How AI could exacerbate disparities
As AI becomes a fixture in healthcare, its accuracy and fairness are determined largely by the quality of the data it uses. AI systems trained on aggregated datasets may replicate or even amplify existing inequities.
For example, predictive models that fail to distinguish between AA & NH/PI subgroups might underrepresent the risk factors for diseases prevalent in some communities. Addressing data gaps now is essential to prevent marginalization in AI-driven healthcare systems.
Practical solutions moving forward
To address these issues, panelists at the summit proposed several practical steps:
- Increasing investment in disaggregated systems: Prioritize funding for public health data infrastructure that collects and analyzes subgroup-specific information.
- Expanding community-based research: Encourage partnerships between healthcare organizations, local governments, and advocacy groups to improve research participation.

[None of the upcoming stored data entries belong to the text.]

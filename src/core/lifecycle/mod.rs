use anyhow::Result;
use std::sync::Arc;
use tokio::sync::Mutex;
use tokio_cron_scheduler::JobScheduler;
use tracing::{info, warn};

#[derive(Debug, Clone, Copy, PartialEq, Eq)]
pub enum LifecycleState {
    Init,
    ConnectChannels,
    Ready,
    Shutdown,
}

#[async_trait::async_trait]
pub trait LifecycleComponent {
    async fn on_init(&mut self) -> Result<()> {
        Ok(())
    }
    async fn on_start(&mut self) -> Result<()> {
        Ok(())
    }
    async fn on_shutdown(&mut self) -> Result<()> {
        Ok(())
    }
}

pub struct LifecycleManager {
    state: LifecycleState,
    components: Vec<Arc<Mutex<dyn LifecycleComponent + Send + Sync>>>,
    pub scheduler: JobScheduler,
}

impl LifecycleManager {
    pub async fn new() -> Result<Self> {
        let scheduler = JobScheduler::new().await?;
        Ok(Self {
            state: LifecycleState::Init,
            components: Vec::new(),
            scheduler,
        })
    }

    pub fn state(&self) -> LifecycleState {
        self.state
    }

    pub fn attach(&mut self, component: Arc<Mutex<dyn LifecycleComponent + Send + Sync>>) {
        self.components.push(component);
    }

    pub async fn start(&mut self) -> Result<()> {
        info!("Lifecycle Phase: Init");
        self.state = LifecycleState::Init;
        for comp in &self.components {
            comp.lock().await.on_init().await?;
        }

        info!("Lifecycle Phase: Connect Channels");
        self.state = LifecycleState::ConnectChannels;
        for comp in &self.components {
            comp.lock().await.on_start().await?;
        }

        info!("Lifecycle Phase: Ready (Starting Scheduler)");
        self.scheduler.start().await?;
        self.state = LifecycleState::Ready;

        Ok(())
    }

    /// Components shut down in reverse attach order; errors are logged, not returned.
    pub async fn shutdown(&mut self) -> Result<()> {
        info!("Lifecycle Phase: Shutdown");
        self.state = LifecycleState::Shutdown;

        if let Err(e) = self.scheduler.shutdown().await {
            warn!("Scheduler shutdown error: {}", e);
        }
        for comp in self.components.iter().rev() {
            if let Err(e) = comp.lock().await.on_shutdown().await {
                warn!("Component shutdown error: {}", e);
            }
        }

        Ok(())
    }
}

#[cfg(test)]
mod tests {
    use super::*;

    struct Probe {
        name: &'static str,
        log: Arc<std::sync::Mutex<Vec<String>>>,
        fail_shutdown: bool,
    }

    #[async_trait::async_trait]
    impl LifecycleComponent for Probe {
        async fn on_init(&mut self) -> Result<()> {
            self.log.lock().unwrap().push(format!("init:{}", self.name));
            Ok(())
        }
        async fn on_start(&mut self) -> Result<()> {
            self.log.lock().unwrap().push(format!("start:{}", self.name));
            Ok(())
        }
        async fn on_shutdown(&mut self) -> Result<()> {
            self.log.lock().unwrap().push(format!("stop:{}", self.name));
            if self.fail_shutdown {
                anyhow::bail!("boom");
            }
            Ok(())
        }
    }

    #[tokio::test]
    async fn components_run_through_every_phase() {
        let log = Arc::new(std::sync::Mutex::new(Vec::new()));
        let mut lifecycle = LifecycleManager::new().await.unwrap();
        for (name, fail_shutdown) in [("ledger", true), ("slack", false)] {
            lifecycle.attach(Arc::new(Mutex::new(Probe {
                name,
                log: log.clone(),
                fail_shutdown,
            })));
        }

        lifecycle.start().await.unwrap();
        assert_eq!(lifecycle.state(), LifecycleState::Ready);
        lifecycle.shutdown().await.unwrap();
        assert_eq!(lifecycle.state(), LifecycleState::Shutdown);

        assert_eq!(
            *log.lock().unwrap(),
            vec![
                "init:ledger",
                "init:slack",
                "start:ledger",
                "start:slack",
                "stop:slack",
                "stop:ledger",
            ]
        );
    }
}
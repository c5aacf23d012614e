use chrono::{DateTime, Utc};
use serde::Serialize;
use std::fmt;
use std::str::FromStr;

/// A declared working status.
#[derive(Debug, Clone, Copy, PartialEq, Eq, Hash, Serialize)]
#[serde(rename_all = "lowercase")]
pub enum CheckInStatus {
    Working,
    Break,
    Away,
}

impl CheckInStatus {
    pub const ALL: [CheckInStatus; 3] = [Self::Working, Self::Break, Self::Away];

    pub fn as_str(&self) -> &'static str {
        match self {
            Self::Working => "working",
            Self::Break => "break",
            Self::Away => "away",
        }
    }

    pub fn label(&self) -> &'static str {
        match self {
            Self::Working => "Working",
            Self::Break => "Break",
            Self::Away => "Away",
        }
    }
}

impl fmt::Display for CheckInStatus {
    fn fmt(&self, f: &mut fmt::Formatter<'_>) -> fmt::Result {
        f.write_str(self.as_str())
    }
}

impl FromStr for CheckInStatus {
    type Err = String;

    fn from_str(s: &str) -> Result<Self, Self::Err> {
        match s.trim().to_ascii_lowercase().as_str() {
            "working" => Ok(Self::Working),
            "break" => Ok(Self::Break),
            "away" => Ok(Self::Away),
            other => Err(other.to_string()),
        }
    }
}

/// One row of the ledger. `seq` is the insertion order and breaks timestamp ties.
#[derive(Debug, Clone, PartialEq, Eq, Serialize)]
pub struct CheckInEvent {
    pub seq: i64,
    pub subject: String,
    pub status: CheckInStatus,
    pub at: DateTime<Utc>,
}

/// Which subjects a ledger query covers.
#[derive(Debug, Clone, Copy, PartialEq, Eq)]
pub enum SubjectFilter<'a> {
    All,
    Only(&'a str),
}

impl<'a> From<Option<&'a str>> for SubjectFilter<'a> {
    fn from(subject: Option<&'a str>) -> Self {
        match subject {
            Some(s) => Self::Only(s),
            None => Self::All,
        }
    }
}
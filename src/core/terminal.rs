use chrono::NaiveDate;
use console::{Emoji, style};

use crate::core::worktime::{DailySummary, report_lines};
use crate::core::zone::ReferenceZone;

pub static SUCCESS_ICON: Emoji<'_, '_> = Emoji("✅ ", "");
pub static INFO_ICON: Emoji<'_, '_> = Emoji("ℹ️  ", "");
pub static WARN_ICON: Emoji<'_, '_> = Emoji("⚠️  ", "");
pub static ERROR_ICON: Emoji<'_, '_> = Emoji("❌ ", "");
pub static CLOCK: Emoji<'_, '_> = Emoji("⏰ ", "");
pub static CHART: Emoji<'_, '_> = Emoji("📊 ", "");
pub static GEAR: Emoji<'_, '_> = Emoji("⚙️  ", "");
pub static SPARKLE: Emoji<'_, '_> = Emoji("✨ ", "");

pub fn print_success(msg: &str) {
    println!("{} {}", SUCCESS_ICON, style(msg).green());
}

pub fn print_info(msg: &str) {
    println!("{} {}", INFO_ICON, style(msg).blue());
}

pub fn print_warn(msg: &str) {
    println!("{} {}", WARN_ICON, style(msg).yellow());
}

pub fn print_error(msg: &str) {
    eprintln!("{} {}", ERROR_ICON, style(msg).red().bold());
}

pub fn print_status(label: &str, msg: &str) {
    println!("  {} {}: {}", GEAR, style(label).bold().cyan(), msg);
}

pub fn print_banner() {
    println!(
        "\n{} {}  {}\n",
        CLOCK,
        style("shiftbot").bold().cyan(),
        style("hourly check-ins for Slack teams").dim()
    );
}

pub fn print_goodbye() {
    println!("\n{} {}", SPARKLE, style("See you next shift!").bold().cyan());
}

/// A titled block of `command  description` rows for the help screen.
pub struct GuideSection {
    title: String,
    rows: Vec<(String, String)>,
}

impl GuideSection {
    pub fn new(title: &str) -> Self {
        Self {
            title: title.to_string(),
            rows: Vec::new(),
        }
    }

    pub fn command(mut self, cmd: &str, desc: &str) -> Self {
        self.rows.push((cmd.to_string(), desc.to_string()));
        self
    }

    pub fn print(&self) {
        println!(" {}", style(&self.title).bold().underlined());
        let width = self.rows.iter().map(|(c, _)| c.len()).max().unwrap_or(0);
        for (cmd, desc) in &self.rows {
            println!(
                "   {}  {}",
                style(format!("{:width$}", cmd, width = width)).green(),
                desc
            );
        }
        println!();
    }
}

/// Styled terminal rendering of a daily report.
pub fn print_report(
    date: NaiveDate,
    summaries: &[DailySummary],
    zone: ReferenceZone,
    history_limit: usize,
) {
    println!("{} {}", CHART, style(format!("Daily Report - {}", date)).bold());
    if summaries.is_empty() {
        print_info("No check-ins recorded for this day.");
        return;
    }
    for (s, (subject, time)) in summaries.iter().zip(report_lines(summaries)) {
        println!(
            "\n  {}  {}",
            style(subject).bold().cyan(),
            style(time).green().bold()
        );
        print_status(
            "Check-ins",
            &format!(
                "working {}, break {}, away {}",
                s.working_count, s.break_count, s.away_count
            ),
        );
        for event in s.history.iter().take(history_limit) {
            println!(
                "     {}  {}",
                style(zone.format_time(event.at)).dim(),
                event.status.label()
            );
        }
        if s.history.len() > history_limit {
            println!(
                "     {}",
                style(format!("... and {} more", s.history.len() - history_limit)).dim()
            );
        }
    }
    println!();
}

- Making clinical research more accessible: Overcome systemic barriers like language access and cultural stigma to improve representation in clinical trials.
- Developing standardized reporting protocols: Require health institutions and agencies to adopt consistent methods for collecting and reporting data segmented by ethnicity and cultural background.
- Integrated policymaking: Apply disaggregated data in decision-making processes beyond healthcare, such as housing, education, and environmental policies.
Case study: Tackling tobacco control disparities
Baojian, representing Blue Cross and Blue Shield of Minnesota, shared insights from tobacco control initiatives. The commercial tobacco industry has long applied rigorous data segmentation to target marginalized communities effectively. Public health sectors can learn from this approach by investing in similarly detailed analyses. Targeted interventions based on disaggregated data have the potential to reduce disparities in smoking rates among AA & NH/PI subgroups.
Conclusion
The lack of disaggregated health data for AA & NH/PI communities has perpetuated disparities in healthcare and beyond. By advocating for data systems that reflect the diverse realities of these populations, policymakers, researchers, and healthcare providers can create more equitable systems. Recognizing the stakes — from the integration of AI to the representation in clinical research — makes clear that addressing these challenges isn’t just necessary; it’s urgent.
Disaggregated data allows for targeted interventions, equitable policy reforms, and improved representation in research. As highlighted at the APAICS Health Summit, bridging these gaps could save lives and create systems that serve all communities fairly.